Multi-sensor coupling and data fusion are essential in monitoring the condition of vegetation and the dynamics of agricultural crops. The vegetation index is an important indicator for obtaining crop status information and it is widely used in monitoring the growth of crops [13]. The vegetation index estimated with multi-sensor coupling and data fusion provides a closer look at the variability of vegetation vigor, thus facilitating several decision-making processes and leading to more efficient and precise management for farmers.

In spite of the fact that a lot of research has made use of multisensory coupling and data fusion approaches with the purpose of increasing the spatiotemporal resolution of monitoring, both approaches have rarely been dealt with in the same research. This could deeply increase the chances of success in cases where high spatiotemporal monitoring is needed.

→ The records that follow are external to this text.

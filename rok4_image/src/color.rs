//! Color parsing utilities.
//!
//! This module provides functions for parsing color values from various string formats.

use anyhow::{Result, bail};

/// Parses a hex color string into RGB or RGBA bytes.
///
/// Supports formats:
/// - "RGB" (3 chars) -> expands to RRGGBB
/// - "RGBA" (4 chars) -> expands to RRGGBBAA
/// - "RRGGBB" (6 chars)
/// - "RRGGBBAA" (8 chars)
///
/// An optional leading `#` is stripped.
///
/// # Examples
///
/// ```
/// use rok4_image::color::parse_hex_color;
///
/// assert_eq!(parse_hex_color("FF5733").unwrap(), vec![255, 87, 51]);
/// assert_eq!(parse_hex_color("#F00").unwrap(), vec![255, 0, 0]);
/// assert_eq!(parse_hex_color("FF573380").unwrap(), vec![255, 87, 51, 128]);
/// ```
pub fn parse_hex_color(hex: &str) -> Result<Vec<u8>> {
	let hex = hex.trim_start_matches('#');

	let expanded = match hex.len() {
		3 => {
			// RGB -> RRGGBB
			let chars: Vec<char> = hex.chars().collect();
			format!(
				"{}{}{}{}{}{}",
				chars[0], chars[0], chars[1], chars[1], chars[2], chars[2]
			)
		}
		4 => {
			// RGBA -> RRGGBBAA
			let chars: Vec<char> = hex.chars().collect();
			format!(
				"{}{}{}{}{}{}{}{}",
				chars[0], chars[0], chars[1], chars[1], chars[2], chars[2], chars[3], chars[3]
			)
		}
		6 | 8 => hex.to_string(),
		_ => bail!("Invalid hex color '{hex}': expected 3, 4, 6, or 8 hex characters"),
	};

	let bytes: Result<Vec<u8>, _> = (0..expanded.len())
		.step_by(2)
		.map(|i| u8::from_str_radix(&expanded[i..i + 2], 16))
		.collect();

	bytes.map_err(|e| anyhow::anyhow!("Invalid hex color '{hex}': {e}"))
}

#[cfg(test)]
mod tests {
	use super::*;

	#[test]
	fn test_parse_hex_color_rgb_short() {
		assert_eq!(parse_hex_color("F00").unwrap(), vec![255, 0, 0]);
		assert_eq!(parse_hex_color("0F0").unwrap(), vec![0, 255, 0]);
		assert_eq!(parse_hex_color("00F").unwrap(), vec![0, 0, 255]);
	}

	#[test]
	fn test_parse_hex_color_rgba_short() {
		assert_eq!(parse_hex_color("F00F").unwrap(), vec![255, 0, 0, 255]);
		assert_eq!(parse_hex_color("0F08").unwrap(), vec![0, 255, 0, 136]);
	}

	#[test]
	fn test_parse_hex_color_rgb() {
		assert_eq!(parse_hex_color("FF5733").unwrap(), vec![255, 87, 51]);
		assert_eq!(parse_hex_color("000000").unwrap(), vec![0, 0, 0]);
		assert_eq!(parse_hex_color("FFFFFF").unwrap(), vec![255, 255, 255]);
	}

	#[test]
	fn test_parse_hex_color_rgba() {
		assert_eq!(parse_hex_color("FF573380").unwrap(), vec![255, 87, 51, 128]);
		assert_eq!(parse_hex_color("000000FF").unwrap(), vec![0, 0, 0, 255]);
	}

	#[test]
	fn test_parse_hex_color_with_hash() {
		assert_eq!(parse_hex_color("#FF5733").unwrap(), vec![255, 87, 51]);
		assert_eq!(parse_hex_color("#F00").unwrap(), vec![255, 0, 0]);
	}

	#[test]
	fn test_parse_hex_color_invalid() {
		assert!(parse_hex_color("GG0000").is_err());
		assert!(parse_hex_color("FF").is_err());
		assert!(parse_hex_color("FF5733FF0").is_err());
		assert!(parse_hex_color("FFFFF").is_err());
	}
}
//! CRS, bounding box, tile matrix set and pyramid data model.
//!
//! This crate carries no tile storage or pixel-decoding logic of its own; it
//! describes the geometry a pyramid is built on so that `rok4_storage` and
//! `rok4_image` can agree on what a level, a tile matrix and a bounding box
//! mean.

mod bbox;
mod crs;
mod pyramid;
mod tile_matrix;

pub use bbox::{BoundingBox, GeoBoundingBox};
pub use crs::{CoordinateTransformer, Crs};
pub use pyramid::{Level, LevelStorage, Pyramid, SampleFormat};
pub use tile_matrix::{TileMatrix, TileMatrixSet};
//! OpenStack Swift storage backend.
//!
//! Swift exposes objects over plain HTTP with range-request support, so this
//! backend sends the same `Range: bytes=...` requests as
//! `rok4_core::io::DataReaderHttp`, generalized to PUT and HEAD and wired
//! through the TempAuth token dance (`X-Auth-User`/`X-Auth-Key` against
//! `ROK4_SWIFT_AUTHURL`, producing a storage URL and an `X-Auth-Token`).

use anyhow::{Context, Result, anyhow, bail};
use async_trait::async_trait;
use reqwest::{Client, StatusCode, Url};
use rok4_core::Blob;
use rok4_geometry::LevelStorage;
use std::time::Duration;
use tokio::sync::RwLock;

/// A cached TempAuth token and the storage URL it was issued for.
struct Session {
	storage_url: Url,
	token: String,
}

/// Reads and writes tile objects in an OpenStack Swift container.
pub struct SwiftBackend {
	client: Client,
	auth_url: Url,
	user: String,
	password: String,
	container: String,
	session: RwLock<Option<Session>>,
}

impl std::fmt::Debug for SwiftBackend {
	fn fmt(&self, f: &mut std::fmt::Formatter<'_>) -> std::fmt::Result {
		f.debug_struct("SwiftBackend")
			.field("auth_url", &self.auth_url)
			.field("container", &self.container)
			.finish()
	}
}

impl SwiftBackend {
	/// # Errors
	/// Returns an error if `auth_url` does not have an `http`/`https` scheme.
	pub fn new(auth_url: Url, user: String, password: String, container: String) -> Result<Self> {
		match auth_url.scheme() {
			"http" | "https" => {}
			_ => bail!("swift auth url has wrong scheme {auth_url}"),
		}
		let client = Client::builder().tcp_keepalive(Duration::from_secs(600)).use_rustls_tls().build()?;
		Ok(Self { client, auth_url, user, password, container, session: RwLock::new(None) })
	}

	async fn authenticate(&self) -> Result<Session> {
		let response = self
			.client
			.get(self.auth_url.clone())
			.header("X-Auth-User", &self.user)
			.header("X-Auth-Key", &self.password)
			.send()
			.await
			.with_context(|| format!("authenticating against {}", self.auth_url))?;
		if !response.status().is_success() {
			bail!("swift auth against {} failed with status {}", self.auth_url, response.status());
		}
		let storage_url = response
			.headers()
			.get("X-Storage-Url")
			.ok_or_else(|| anyhow!("swift auth response is missing X-Storage-Url"))?
			.to_str()?
			.parse()
			.context("parsing X-Storage-Url")?;
		let token = response
			.headers()
			.get("X-Auth-Token")
			.ok_or_else(|| anyhow!("swift auth response is missing X-Auth-Token"))?
			.to_str()?
			.to_string();
		Ok(Session { storage_url, token })
	}

	/// Returns a cached token, re-authenticating once on first use.
	async fn token(&self) -> Result<(Url, String)> {
		if let Some(session) = self.session.read().await.as_ref() {
			return Ok((session.storage_url.clone(), session.token.clone()));
		}
		let session = self.authenticate().await?;
		let result = (session.storage_url.clone(), session.token.clone());
		*self.session.write().await = Some(session);
		Ok(result)
	}

	fn object_url(storage_url: &Url, container: &str, object: &str) -> Result<Url> {
		storage_url
			.join(&format!("{container}/{object}"))
			.with_context(|| format!("building object url for {object}"))
	}
}

#[async_trait]
impl LevelStorage for SwiftBackend {
	async fn read(&self, object: &str, offset: u64, length: u64) -> Result<Blob> {
		log::trace!("read {length} bytes at offset {offset} from {object} in container {}", self.container);
		let (storage_url, token) = self.token().await?;
		let url = Self::object_url(&storage_url, &self.container, object)?;
		let range = format!("bytes={offset}-{}", offset + length - 1);
		let response = self
			.client
			.get(url.clone())
			.header("X-Auth-Token", token)
			.header("Range", range)
			.send()
			.await
			.with_context(|| format!("reading object {object} from {url}"))?;
		if response.status() != StatusCode::PARTIAL_CONTENT {
			bail!("expected 206 reading {object}, got {}", response.status());
		}
		let bytes = response.bytes().await?;
		Ok(Blob::from(&*bytes))
	}

	async fn write(&self, object: &str, offset: u64, data: &Blob) -> Result<()> {
		if offset != 0 {
			bail!("swift backend only supports whole-object writes, got offset {offset}");
		}
		let (storage_url, token) = self.token().await?;
		let url = Self::object_url(&storage_url, &self.container, object)?;
		let response = self
			.client
			.put(url.clone())
			.header("X-Auth-Token", token)
			.body(data.as_slice().to_vec())
			.send()
			.await
			.with_context(|| format!("writing object {object} to {url}"))?;
		if !response.status().is_success() {
			bail!("writing object {object} to {url} failed with status {}", response.status());
		}
		Ok(())
	}

	async fn exists(&self, object: &str) -> Result<bool> {
		let (storage_url, token) = self.token().await?;
		let url = Self::object_url(&storage_url, &self.container, object)?;
		let response = self
			.client
			.head(url.clone())
			.header("X-Auth-Token", token)
			.send()
			.await
			.with_context(|| format!("checking object {object} at {url}"))?;
		Ok(response.status().is_success())
	}

	fn describe(&self) -> String {
		format!("swift://{}/{}", self.auth_url, self.container)
	}
}

#[cfg(test)]
mod tests {
	use super::*;

	#[test]
	fn rejects_non_http_auth_url() {
		let auth_url = Url::parse("ftp://swift.example.com/auth/v1.0").unwrap();
		let result = SwiftBackend::new(auth_url, "user".into(), "key".into(), "tiles".into());
		assert!(result.is_err());
	}

	#[test]
	fn describe_includes_container() {
		let auth_url = Url::parse("https://swift.example.com/auth/v1.0").unwrap();
		let backend = SwiftBackend::new(auth_url, "user".into(), "key".into(), "tiles".into()).unwrap();
		assert!(backend.describe().contains("tiles"));
	}
}
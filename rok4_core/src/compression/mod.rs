//! Byte-level compression helpers built on `flate2` and `brotli`.
//!
//! These wrap whole-buffer (de)compression of [`Blob`](crate::Blob) values; the tile
//! codecs in the image crate use the lower-level `flate2::write`/`read` streams directly
//! where they need scanline-by-scanline control.

use crate::Blob;
use anyhow::Result;
use std::io::{Read, Write};

/// Compresses a blob with DEFLATE (zlib-wrapped) at the given level (0-9).
pub fn compress_deflate(data: &Blob, level: u32) -> Result<Blob> {
	let mut encoder = flate2::write::ZlibEncoder::new(Vec::new(), flate2::Compression::new(level));
	encoder.write_all(data.as_slice())?;
	Ok(Blob::from(encoder.finish()?))
}

/// Decompresses a zlib-wrapped DEFLATE stream.
pub fn decompress_deflate(data: &Blob) -> Result<Blob> {
	let mut decoder = flate2::read::ZlibDecoder::new(data.as_slice());
	let mut out = Vec::new();
	decoder.read_to_end(&mut out)?;
	Ok(Blob::from(out))
}

/// Compresses a blob with raw DEFLATE (no zlib header), as used by the PNG `IDAT` stream.
pub fn compress_deflate_raw(data: &Blob, level: u32) -> Result<Blob> {
	let mut encoder = flate2::write::DeflateEncoder::new(Vec::new(), flate2::Compression::new(level));
	encoder.write_all(data.as_slice())?;
	Ok(Blob::from(encoder.finish()?))
}

/// Decompresses a raw DEFLATE stream (no zlib header).
pub fn decompress_deflate_raw(data: &Blob) -> Result<Blob> {
	let mut decoder = flate2::read::DeflateDecoder::new(data.as_slice());
	let mut out = Vec::new();
	decoder.read_to_end(&mut out)?;
	Ok(Blob::from(out))
}

/// Compresses a blob with Brotli at the given quality (0-11).
pub fn compress_brotli(data: &Blob, quality: u32) -> Result<Blob> {
	let mut out = Vec::new();
	let params = brotli::enc::BrotliEncoderParams {
		quality: quality as i32,
		..Default::default()
	};
	brotli::BrotliCompress(&mut data.as_slice(), &mut out, &params)?;
	Ok(Blob::from(out))
}

/// Decompresses a Brotli stream.
pub fn decompress_brotli(data: &Blob) -> Result<Blob> {
	let mut out = Vec::new();
	brotli::BrotliDecompress(&mut data.as_slice(), &mut out)?;
	Ok(Blob::from(out))
}

#[cfg(test)]
mod tests {
	use super::*;

	#[test]
	fn deflate_round_trip() {
		let data = Blob::from(b"the quick brown fox jumps over the lazy dog".to_vec());
		let compressed = compress_deflate(&data, 6).unwrap();
		let decompressed = decompress_deflate(&compressed).unwrap();
		assert_eq!(decompressed.as_slice(), data.as_slice());
	}

	#[test]
	fn deflate_raw_round_trip() {
		let data = Blob::from(vec![0u8; 4096]);
		let compressed = compress_deflate_raw(&data, 9).unwrap();
		assert!(compressed.len() < data.len());
		let decompressed = decompress_deflate_raw(&compressed).unwrap();
		assert_eq!(decompressed.as_slice(), data.as_slice());
	}

	#[test]
	fn brotli_round_trip() {
		let data = Blob::from(b"aaaaaaaaaaaaaaaaaaaaaaaaaaaaaaaaaaaaaaaaaaaaaaaaaaaaaaaaaaaa".to_vec());
		let compressed = compress_brotli(&data, 5).unwrap();
		let decompressed = decompress_brotli(&compressed).unwrap();
		assert_eq!(decompressed.as_slice(), data.as_slice());
	}
}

Therefore, the possibility of generating hybrid products becomes paramount in the acquisition of ideal monitoring characteristics, especially in countries where agriculture is the main economic activity.

Due to the relevance of improving the spatial resolution and temporal frequency of images for agricultural monitoring, the objective of the present study was to model and fuse the MODIS Normalized Difference Vegetation Index (NDVI) using images from the Sentinel-2A, Sentinel-2B, Landsat-8, and Landsat-7 satellites (denominated here as Landsat-like) to achieve daily high spatial resolution NDVI. To achieve this, we tested seven regression algorithms on a commercial farm of irrigated maize-soybean rotation, using the intercalibrated Landsat-like images as the input for the regression approach and the MODIS NDVI as the target variable.

2. Materials and Methods

2.1. Study Area

The study area is located in the western region of the state of Bahia, Brazil (Figure 1). The area has the following coordinate pairs as boundaries: X1-411,958; Y1-8,630,320 (upper left corner); X2-441,487; and Y2-8,613,684 (lower right corner), WGS-84 datum, UTM (Universal Transverse Mercator) projection, zone 23 S.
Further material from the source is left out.